Researchers from Metas AI Research (FAIR), HuggingFace, AutoGPT, and GenAI present the GAIA (General AI Assistants) AI benchmark, which measures AI performance on tasks that are easy for humans to solve.
The benchmark is based on the hypothesis that a potential General Artificial Intelligence (AGI) must outperform humans even on tasks that are easy for the average person to solve.
In contrast, the trend in benchmarks is to have AI solve tasks that are difficult for humans or require a high level of technical skill and knowledge, the researchers write.
GAIA aims to accelerate the development of AI systems with human-like capabilities across a broader range of tasks. The research team expects that solving the GAIA benchmark will mark a milestone in the development of AI.
466 everyday tasks
GAIA consists of 466 questions that require basic skills such as reasoning, dealing with different modalities, navigating the Internet, and using tools (e.g., Internet search). The questions are designed to be challenging for AI systems, but conceptually simple for humans.
Questions are divided into three levels of difficulty based on the number of steps required to solve the question and the number of different tools required.
Level 1 questions usually require no tools or at most one tool, but no more than five steps. Level 2 questions usually have more steps, about five to ten, and require a combination of tools. Level 3 questions require a system that can perform sequences of actions of any length, use any number of tools, and have general access to the world.
GAIA attempts to avoid the pitfalls of current AI assessment methods by being easy to interpret, non-manipulable, and simple to use. The answers are fact-based, concise and unambiguous, allowing for easy, quick and objective assessment. The questions are designed to be answered using the zero-shot method, which simplifies the evaluation.
GPT-4 fails at simple tasks
In the first evaluation, even advanced AI systems such as GPT-4 with plugins struggled with the GAIA benchmark.
For the simplest tasks (Level 1), GPT-4 with plugins achieved a success rate of only about 30 percent; for the most difficult tasks (Level 3), the success rate was 0 percent.

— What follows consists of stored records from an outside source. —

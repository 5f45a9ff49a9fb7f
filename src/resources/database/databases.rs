//! `oci_database_databases` and `oci_database_database`

use serde_json::Value;

use super::{database_fields, database_to_map, set_all, SERVICE};
use crate::client::database::{Database, GetDatabaseRequest, ListDatabasesRequest};
use crate::client::{list_all, OracleClients};
use crate::crud::{read_data_source, ResourceReader};
use crate::error::ProviderError;
use crate::filter::{apply_filters, Filter};
use crate::resources::{
    computed_object_list, generate_data_source_id, with_computed_fields, DataSourceType,
};
use crate::schema::{filter_block, Attribute, Schema};

data_source_crud!(DatabasesDataSourceCrud, Vec<Database>);

#[async_trait::async_trait]
impl ResourceReader for DatabasesDataSourceCrud {
    async fn get(&mut self) -> Result<(), ProviderError> {
        let request = ListDatabasesRequest {
            compartment_id: self.data.get_string("compartment_id").unwrap_or_default(),
            db_home_id: self.data.get_string("db_home_id").unwrap_or_default(),
            db_name: self.data.get_string("db_name"),
            lifecycle_state: self.data.get_string("state"),
            page: None,
            metadata: self.clients.metadata(false, SERVICE),
        };
        let api = self.clients.database.clone();
        let databases = list_all(|page| {
            let api = api.clone();
            let request = ListDatabasesRequest {
                page,
                ..request.clone()
            };
            async move { api.list_databases(request).await }
        })
        .await?;
        self.res = Some(databases);
        Ok(())
    }

    async fn set_data(&mut self) -> Result<(), ProviderError> {
        let Some(databases) = &self.res else {
            return Ok(());
        };
        let filters = Filter::from_value(self.data.get("filter"))?;
        let databases = apply_filters(&filters, databases.iter().map(database_to_map).collect())?;

        self.data.set_id(generate_data_source_id());
        self.data.set("databases", Value::Array(databases));
        Ok(())
    }
}

/// Lists the databases of a DB home.
pub struct DatabasesDataSource;

#[async_trait::async_trait]
impl DataSourceType for DatabasesDataSource {
    fn name(&self) -> &'static str {
        "oci_database_databases"
    }

    fn schema(&self) -> Schema {
        Schema::v0()
            .with_attribute("id", Attribute::computed_string())
            .with_attribute("compartment_id", Attribute::required_string())
            .with_attribute("db_home_id", Attribute::required_string())
            .with_attribute("db_name", Attribute::optional_string())
            .with_attribute("state", Attribute::optional_string())
            .with_attribute("databases", computed_object_list(&database_fields()))
            .with_block("filter", filter_block())
    }

    async fn read(&self, clients: &OracleClients, config: Value) -> Result<Value, ProviderError> {
        let mut crud = DatabasesDataSourceCrud::new(clients, config);
        read_data_source(&mut crud).await?;
        Ok(crud.into_state())
    }
}

data_source_crud!(DatabaseDataSourceCrud, Database);

#[async_trait::async_trait]
impl ResourceReader for DatabaseDataSourceCrud {
    async fn get(&mut self) -> Result<(), ProviderError> {
        let database = self
            .clients
            .database
            .get_database(GetDatabaseRequest {
                database_id: self.data.get_string("database_id").unwrap_or_default(),
                metadata: self.clients.metadata(false, SERVICE),
            })
            .await?;
        self.res = Some(database);
        Ok(())
    }

    async fn set_data(&mut self) -> Result<(), ProviderError> {
        if let Some(database) = &self.res {
            set_all(&mut self.data, database_to_map(database));
        }
        Ok(())
    }
}

/// A single database by OCID.
pub struct DatabaseDataSource;

#[async_trait::async_trait]
impl DataSourceType for DatabaseDataSource {
    fn name(&self) -> &'static str {
        "oci_database_database"
    }

    fn schema(&self) -> Schema {
        let schema = Schema::v0().with_attribute("database_id", Attribute::required_string());
        with_computed_fields(schema, &database_fields())
    }

    async fn read(&self, clients: &OracleClients, config: Value) -> Result<Value, ProviderError> {
        let mut crud = DatabaseDataSourceCrud::new(clients, config);
        read_data_source(&mut crud).await?;
        Ok(crud.into_state())
    }
}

In contrast, human test subjects achieved an average success rate of 92 percent across all difficulty levels, while GPT-4 achieved an average of only 15 percent.
In general, GPT-4 performed best with plugins defined by humans for the task. Plugins are tools that LLMs can use when they cannot solve a task with their inherent capabilities.
The researchers see this as confirmation of the "great potential" of plugins and tool research. In February 2023, Meta AI introduced Toolformer, a large language model that automatically learns and autonomously decides how to select the best tools, such as a calculator, a question-and-answer system, or an Internet search, to solve a given task.
A study published by OpenAI in March on the impact of LLMs on the job market also made specific reference to language models that rely on tools.
However, this first evaluation has a flaw: all human testers had an academic background (Bachelor's: 61%, Master's: 26%, PhD: 17%). By contrast, only 37.7% of people over the age of 25 in the U.S. had a bachelor's degree in 2022. Whether having an academic degree has a significant impact on a person's ability to perform the tasks in the benchmark is an open question.
Standard search engine falls behind in GAIA benchmark
The research team also sees potential for using LLMs as a search engine replacement: the study notes that while human web searches can provide direct text results for Level 1 questions, from which the correct answer can be inferred, they are less effective for more complex Level 2 and Level 3 queries.
In this case, a human web search would be slower than a typical LLM assistant because the user would have to sift through the initial search results. However, this assessment does not take into account the reliability and accuracy of the search result, which is the real problem with LLMs as a search engine replacement.
Back in September 2023, a study showed that language models cannot generalize the simple logical conclusion "A is B" to "B is A," demonstrating a "fundamental failure in logical reasoning."